Ultrasound imaging in teaching cardiac physiology

Adv Physiol Educ. 2016 Sep;40(3):354-8. doi: 10.1152/advan.00011.2016.

Abstract

This laboratory session provides hands-on experience for students to visualize the beating human heart with ultrasound imaging. Simple views are obtained from which students can directly measure important cardiac dimensions in systole and diastole. This allows students to derive, from first principles, important measures of cardiac function, such as stroke volume, ejection fraction, and cardiac output. By repeating the measurements from a subject after a brief exercise period, an increase in stroke volume and ejection fraction are easily demonstrable, potentially with or without an increase in left ventricular end-diastolic volume (which indicates preload).

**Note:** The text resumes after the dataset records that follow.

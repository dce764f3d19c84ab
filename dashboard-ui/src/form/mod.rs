//! Modal entity forms
//!
//! A form model owns the editable values of one draft. The
//! [`FormController`] owns the model together with per-field validation
//! state, the modal lifecycle and the injected persistence callback.

mod controller;
mod employee;
mod field;
mod role;
mod stock;

pub use controller::{FormController, FormModel, ModalState, SubmitOutcome};
pub use employee::EmployeeForm;
pub use field::{FieldState, NumericField};
pub use role::RoleForm;
pub use stock::StockForm;
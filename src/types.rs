use indexmap::IndexSet as _IndexSet;
use rustc_hash::FxBuildHasher;

/// Index of an execution context inside its arena.
///
/// Compact `u32` bounds the number of in-flight contexts and keeps adjacency
/// lists small.
pub(crate) type CtxIdx = u32;

pub(crate) type IndexSet<T> = _IndexSet<T, FxBuildHasher>;
/// Concurrent hash map with per-shard locking and a fast hasher; the only
/// cross-thread-mutable structure besides the executors' coordination
/// counters.
pub(crate) type FxDashMap<K, V> = dashmap::DashMap<K, V, FxBuildHasher>;
//! Per-resource conflict tracking.
//!
//! A registry maps a resource handle to the set of in-flight contexts
//! declaring interest in it. Both registries are scoped to a single run and
//! synchronize per handle only: declares on different handles never block
//! each other, declares on the same handle serialize through the map's entry
//! guard.

use crate::{
    config::SharerKind,
    task::{Intent, ResourceId},
    types::{CtxIdx, FxDashMap},
};
use core::sync::atomic::{AtomicU64, Ordering};

/// Sharer lists for one resource handle in dependency-graph mode.
///
/// Used only to derive edges; never retained after edge construction.
#[derive(Debug)]
pub(crate) enum SharerEntry {
    Simple(Vec<CtxIdx>),
    ReadWrite {
        readers: Vec<CtxIdx>,
        writers: Vec<CtxIdx>,
    },
}

impl SharerEntry {
    fn new(kind: SharerKind) -> Self {
        match kind {
            SharerKind::Simple => Self::Simple(Vec::new()),
            SharerKind::ReadWrite => Self::ReadWrite {
                readers: Vec::new(),
                writers: Vec::new(),
            },
        }
    }

    fn add(&mut self, ctx: CtxIdx, intent: Intent) {
        match self {
            Self::Simple(sharers) => sharers.push(ctx),
            Self::ReadWrite { readers, writers } => match intent {
                Intent::Read => readers.push(ctx),
                Intent::Write => writers.push(ctx),
            },
        }
    }

    /// Visits every pair of sharers that must be ordered relative to each
    /// other: all pairs in `Simple` mode, writer-writer and writer-reader
    /// pairs in `ReadWrite` mode. Readers never conflict with readers.
    pub(crate) fn for_each_conflicting_pair(&self, mut f: impl FnMut(CtxIdx, CtxIdx)) {
        match self {
            Self::Simple(sharers) => {
                for (i, &a) in sharers.iter().enumerate() {
                    for &b in &sharers[i + 1..] {
                        f(a, b);
                    }
                }
            }
            Self::ReadWrite { readers, writers } => {
                for (i, &w) in writers.iter().enumerate() {
                    for &v in &writers[i + 1..] {
                        f(w, v);
                    }
                    for &r in readers {
                        f(w, r);
                    }
                }
            }
        }
    }
}

/// Registry used by the dependency-graph executor.
///
/// `declare` only records interest; no conflict is signaled at declare time.
#[derive(Debug)]
pub(crate) struct SharerRegistry {
    kind: SharerKind,
    map: FxDashMap<ResourceId, SharerEntry>,
}

impl SharerRegistry {
    pub(crate) fn new(kind: SharerKind) -> Self {
        Self {
            kind,
            map: FxDashMap::default(),
        }
    }

    pub(crate) fn declare(&self, resource: ResourceId, ctx: CtxIdx, intent: Intent) {
        self.map
            .entry(resource)
            .or_insert_with(|| SharerEntry::new(self.kind))
            .add(ctx, intent);
    }

    /// Consumes the registry, yielding the per-handle sharer lists for edge
    /// construction.
    pub(crate) fn into_entries(self) -> Vec<SharerEntry> {
        self.map.into_iter().map(|(_, entry)| entry).collect()
    }
}

#[derive(Debug, Default)]
struct HolderSlot {
    holder: Option<CtxIdx>,
    contested: bool,
}

/// Outcome of a holder-slot acquisition attempt.
#[derive(Debug, PartialEq, Eq)]
pub(crate) enum Acquire {
    /// The slot was free, already ours, or stolen from a lower-priority
    /// holder; the caller now holds the resource.
    Won { stole_from: Option<CtxIdx> },
    /// A higher-or-equal-priority context holds the slot; the caller must
    /// abort.
    Lost,
}

/// Registry used by the speculative executor.
///
/// Invariant: a handle never has more than one holder at a time; acquiring a
/// held handle is the sole conflict signal. Conflicts resolve immediately in
/// favor of the comparator-smaller context (ties keep the current holder), so
/// workers never block waiting for a resource.
#[derive(Debug)]
pub(crate) struct HolderRegistry {
    map: FxDashMap<ResourceId, HolderSlot>,
    conflicts: AtomicU64,
}

impl HolderRegistry {
    pub(crate) fn new() -> Self {
        Self {
            map: FxDashMap::default(),
            conflicts: AtomicU64::new(0),
        }
    }

    /// Check-and-set acquisition of `resource` for context `me`.
    ///
    /// `precedes(a, b)` must report whether context `a`'s task strictly
    /// precedes context `b`'s. The winner of a contested slot is decided
    /// under the per-handle entry guard, so concurrent acquires of the same
    /// handle serialize while unrelated handles proceed in parallel.
    pub(crate) fn acquire(
        &self,
        resource: ResourceId,
        me: CtxIdx,
        precedes: impl Fn(CtxIdx, CtxIdx) -> bool,
    ) -> Acquire {
        let mut slot = self.map.entry(resource).or_default();
        match slot.holder {
            None => {
                slot.holder = Some(me);
                Acquire::Won { stole_from: None }
            }
            Some(cur) if cur == me => Acquire::Won { stole_from: None },
            Some(cur) => {
                self.conflicts.fetch_add(1, Ordering::Relaxed);
                slot.contested = true;
                if precedes(me, cur) {
                    // The holder should run after us: take the slot and let
                    // the caller mark the previous holder aborted.
                    slot.holder = Some(me);
                    Acquire::Won {
                        stole_from: Some(cur),
                    }
                } else {
                    Acquire::Lost
                }
            }
        }
    }

    /// Releases `resource` if `me` still holds it. Slots stolen by a
    /// higher-priority context are left untouched.
    pub(crate) fn release(&self, resource: ResourceId, me: CtxIdx) {
        if let Some(mut slot) = self.map.get_mut(&resource) {
            if slot.holder == Some(me) {
                slot.holder = None;
            }
        }
    }

    /// Total number of conflicting acquisitions observed so far.
    pub(crate) fn conflicts(&self) -> u64 {
        self.conflicts.load(Ordering::Relaxed)
    }

    /// Number of handles that saw at least one contested acquisition.
    pub(crate) fn contested_handles(&self) -> usize {
        self.map.iter().filter(|slot| slot.contested).count()
    }
}

#[cfg(test)]
mod tests {
    use super::*;

    // Priority = context index: lower index strictly precedes.
    fn by_index(a: CtxIdx, b: CtxIdx) -> bool {
        a < b
    }

    #[test]
    fn free_slot_is_taken() {
        let reg = HolderRegistry::new();
        let r = ResourceId(7);
        assert_eq!(reg.acquire(r, 3, by_index), Acquire::Won { stole_from: None });
        assert_eq!(reg.conflicts(), 0);
    }

    #[test]
    fn reacquire_is_idempotent() {
        let reg = HolderRegistry::new();
        let r = ResourceId(7);
        reg.acquire(r, 3, by_index);
        assert_eq!(reg.acquire(r, 3, by_index), Acquire::Won { stole_from: None });
        assert_eq!(reg.conflicts(), 0);
    }

    #[test]
    fn smaller_steals_larger_loses() {
        let reg = HolderRegistry::new();
        let r = ResourceId(7);
        reg.acquire(r, 5, by_index);
        assert_eq!(reg.acquire(r, 2, by_index), Acquire::Won { stole_from: Some(5) });
        assert_eq!(reg.acquire(r, 9, by_index), Acquire::Lost);
        assert_eq!(reg.conflicts(), 2);
    }

    #[test]
    fn release_skips_stolen_slots() {
        let reg = HolderRegistry::new();
        let r = ResourceId(7);
        reg.acquire(r, 5, by_index);
        reg.acquire(r, 2, by_index);
        // Context 5 lost the slot; its release must not free it for others.
        reg.release(r, 5);
        assert_eq!(reg.acquire(r, 9, by_index), Acquire::Lost);
        // The current holder's release does free it.
        reg.release(r, 2);
        assert_eq!(reg.acquire(r, 9, by_index), Acquire::Won { stole_from: None });
    }

    #[test]
    fn ties_keep_the_current_holder() {
        let reg = HolderRegistry::new();
        let r = ResourceId(1);
        let tie = |_: CtxIdx, _: CtxIdx| false;
        reg.acquire(r, 4, tie);
        assert_eq!(reg.acquire(r, 8, tie), Acquire::Lost);
    }

    #[test]
    fn sharer_entry_pairs_readers_never_conflict() {
        let mut entry = SharerEntry::new(SharerKind::ReadWrite);
        entry.add(0, Intent::Write);
        entry.add(1, Intent::Read);
        entry.add(2, Intent::Read);
        entry.add(3, Intent::Write);
        let mut pairs = Vec::new();
        entry.for_each_conflicting_pair(|a, b| pairs.push((a, b)));
        // writer-writer: (0,3); writer-reader: (0,1), (0,2), (3,1), (3,2).
        assert_eq!(pairs.len(), 5);
        assert!(!pairs.contains(&(1, 2)) && !pairs.contains(&(2, 1)));
    }
}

Thus, factors that affect cardiac performance can readily be discussed. This activity may be performed as a practical demonstration and visualized using an overhead projector or networked computers, concentrating on using the ultrasound images to teach basic physiological principles. This has proved to be highly popular with students, who reported a significant improvement in their understanding of Frank-Starling's law of the heart with ultrasound imaging.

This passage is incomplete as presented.